■ **Task instructions**:
Using the data below, output the first line and every line after it up to and including the line containing "fixed construction order.", exactly as written and with nothing added.

■ **Information**:
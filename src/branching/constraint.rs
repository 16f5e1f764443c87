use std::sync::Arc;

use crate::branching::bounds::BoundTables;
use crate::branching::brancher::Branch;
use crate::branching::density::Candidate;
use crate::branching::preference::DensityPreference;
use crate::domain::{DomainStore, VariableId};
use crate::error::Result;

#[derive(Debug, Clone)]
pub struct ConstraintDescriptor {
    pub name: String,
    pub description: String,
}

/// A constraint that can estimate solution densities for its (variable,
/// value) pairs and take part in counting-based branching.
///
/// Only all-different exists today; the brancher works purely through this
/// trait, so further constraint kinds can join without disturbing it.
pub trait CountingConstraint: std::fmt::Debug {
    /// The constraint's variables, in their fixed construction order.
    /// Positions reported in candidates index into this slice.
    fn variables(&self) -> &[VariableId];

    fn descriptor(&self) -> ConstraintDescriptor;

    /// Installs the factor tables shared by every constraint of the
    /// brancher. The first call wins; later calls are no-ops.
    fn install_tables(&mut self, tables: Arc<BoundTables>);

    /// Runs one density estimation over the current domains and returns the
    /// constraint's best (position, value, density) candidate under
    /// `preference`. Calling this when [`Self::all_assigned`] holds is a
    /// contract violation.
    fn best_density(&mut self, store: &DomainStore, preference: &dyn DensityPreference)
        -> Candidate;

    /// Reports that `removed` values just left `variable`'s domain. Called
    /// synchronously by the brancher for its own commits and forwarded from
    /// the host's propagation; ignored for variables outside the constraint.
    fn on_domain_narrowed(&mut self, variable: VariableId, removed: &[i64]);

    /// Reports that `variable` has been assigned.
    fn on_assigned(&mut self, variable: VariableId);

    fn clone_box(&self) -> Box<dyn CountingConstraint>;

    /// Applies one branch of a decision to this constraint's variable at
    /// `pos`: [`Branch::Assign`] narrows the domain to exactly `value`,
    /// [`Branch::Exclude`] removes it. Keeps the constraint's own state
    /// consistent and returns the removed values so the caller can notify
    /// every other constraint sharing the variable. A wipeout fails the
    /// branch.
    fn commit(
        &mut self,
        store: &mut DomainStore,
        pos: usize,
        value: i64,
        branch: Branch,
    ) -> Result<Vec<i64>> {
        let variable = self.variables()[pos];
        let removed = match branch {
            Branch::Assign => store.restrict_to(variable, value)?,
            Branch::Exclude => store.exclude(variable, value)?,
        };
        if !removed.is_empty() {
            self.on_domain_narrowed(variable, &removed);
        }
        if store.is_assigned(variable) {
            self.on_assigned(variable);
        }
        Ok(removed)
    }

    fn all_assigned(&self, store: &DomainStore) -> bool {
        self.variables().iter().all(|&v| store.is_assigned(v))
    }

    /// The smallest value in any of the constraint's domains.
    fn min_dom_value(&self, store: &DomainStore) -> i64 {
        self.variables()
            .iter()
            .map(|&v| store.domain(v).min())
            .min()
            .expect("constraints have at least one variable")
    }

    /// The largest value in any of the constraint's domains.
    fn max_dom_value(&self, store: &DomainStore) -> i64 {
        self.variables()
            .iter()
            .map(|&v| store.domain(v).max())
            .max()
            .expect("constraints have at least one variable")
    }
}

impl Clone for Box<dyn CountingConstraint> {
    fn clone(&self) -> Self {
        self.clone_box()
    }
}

■ **Response to this task**:
filename src/branching/constraint.rs
repository 16f5e1f764443c87
use std::sync::Arc;

use crate::branching::bounds::BoundTables;
use crate::branching::brancher::Branch;
use crate::branching::density::Candidate;
use crate::branching::preference::DensityPreference;
use crate::domain::{DomainStore, VariableId};
use crate::error::Result;

#[derive(Debug, Clone)]
pub struct ConstraintDescriptor {
    pub name: String,
    pub description: String,
}

/// A constraint that can estimate solution densities for its (variable,
/// value) pairs and take part in counting-based branching.
///
/// Only all-different exists today; the brancher works purely through this
/// trait, so further constraint kinds can join without disturbing it.
pub trait CountingConstraint: std::fmt::Debug {
    /// The constraint's variables, in their fixed construction order.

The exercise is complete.